I would think mid 4's. The miles are kind of low for how old it is so thats a bonus and may make it a little more valuable. Also be sure it had the intake gaskets done on it. If they weren't they are do. Typically get 100k out of them and they are junk. Check the oil to be sure they aren't already out. If they leak externally it is usually on the back side so its hard to see the coolant. 
What color is the truck?


----------



## exmark1 (Nov 30, 2005)

NBI Lawn;1447704 said:


> I would think mid 4's. The miles are kind of low for how old it is so thats a bonus and may make it a little more valuable. Also be sure it had the intake gaskets done on it. If they weren't they are do. Typically get 100k out of them and they are junk. Check the oil to be sure they aren't already out. If they leak externally it is usually on the back side so its hard to see the coolant.
> What color is the truck?


No one knows if they have been done or not, there is no coolant in the oil I checked that right away and nothing is leaking out the back of the intake.

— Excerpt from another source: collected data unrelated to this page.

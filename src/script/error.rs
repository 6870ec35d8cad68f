//! Initialization script error types.

use std::io;
use std::time::Duration;
use thiserror::Error;

/// Errors that can occur while running an initialization script.
///
/// Every variant raised after the script started carries its captured stderr.
#[derive(Debug, Error)]
pub enum ScriptError {
    /// The shell could not be started.
    #[error("unable to start shell '{shell}': {source}")]
    Spawn {
        /// Shell interpreter that failed to start
        shell: String,
        /// Underlying I/O error
        source: io::Error,
    },

    /// The script exited unsuccessfully.
    #[error("script exited with {}\n{}", describe_status(.status), .stderr.trim_end())]
    Exit {
        /// Exit code, or `None` if the script was killed by a signal
        status: Option<i32>,
        /// Captured stderr
        stderr: String,
    },

    /// The script ran longer than the configured timeout and was killed.
    #[error("script timed out after {}s\n{}", .timeout.as_secs(), .stderr.trim_end())]
    Timeout {
        /// The limit that was exceeded
        timeout: Duration,
        /// Stderr captured before the script was killed
        stderr: String,
    },

    /// Capturing or reading the script output failed.
    #[error("unable to capture script output: {0}")]
    Io(#[from] io::Error),
}

impl ScriptError {
    /// Returns the stderr captured from the script, if it got far enough to produce any.
    pub fn stderr(&self) -> Option<&str> {
        match self {
            ScriptError::Exit { stderr, .. } | ScriptError::Timeout { stderr, .. } => Some(stderr),
            ScriptError::Spawn { .. } | ScriptError::Io(_) => None,
        }
    }
}

fn describe_status(status: &Option<i32>) -> String {
    match status {
        Some(code) => format!("status {}", code),
        None => "no status (terminated by signal)".to_string(),
    }
}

Do you really need to ask what color it is lol it's red with a red interior


----------



## NBI Lawn (Oct 15, 2007)

exmark1;1447831 said:


> Do you really need to ask what color it is lol it's red with a red interior


 Thumbs Up Thumbs Up


----------



## Wilnip (Oct 4, 2011)

exmark1;1447831 said:


> Do you really need to ask what color it is lol it's red with a red interior


Does it have white letter tires?


----------



## exmark1 (Nov 30, 2005)

Wilnip;1447861 said:


> Does it have white letter tires?


No there just black walls lol


----------



## exmark1 (Nov 30, 2005)

NBI Lawn;1447850 said:


> Thumbs Up Thumbs Up


I for the most part only look at red trucks, been obsessed with them since I was a little kid and my grandpa bought me my 1st International tractor when I was 1 year old. It was downhill from there...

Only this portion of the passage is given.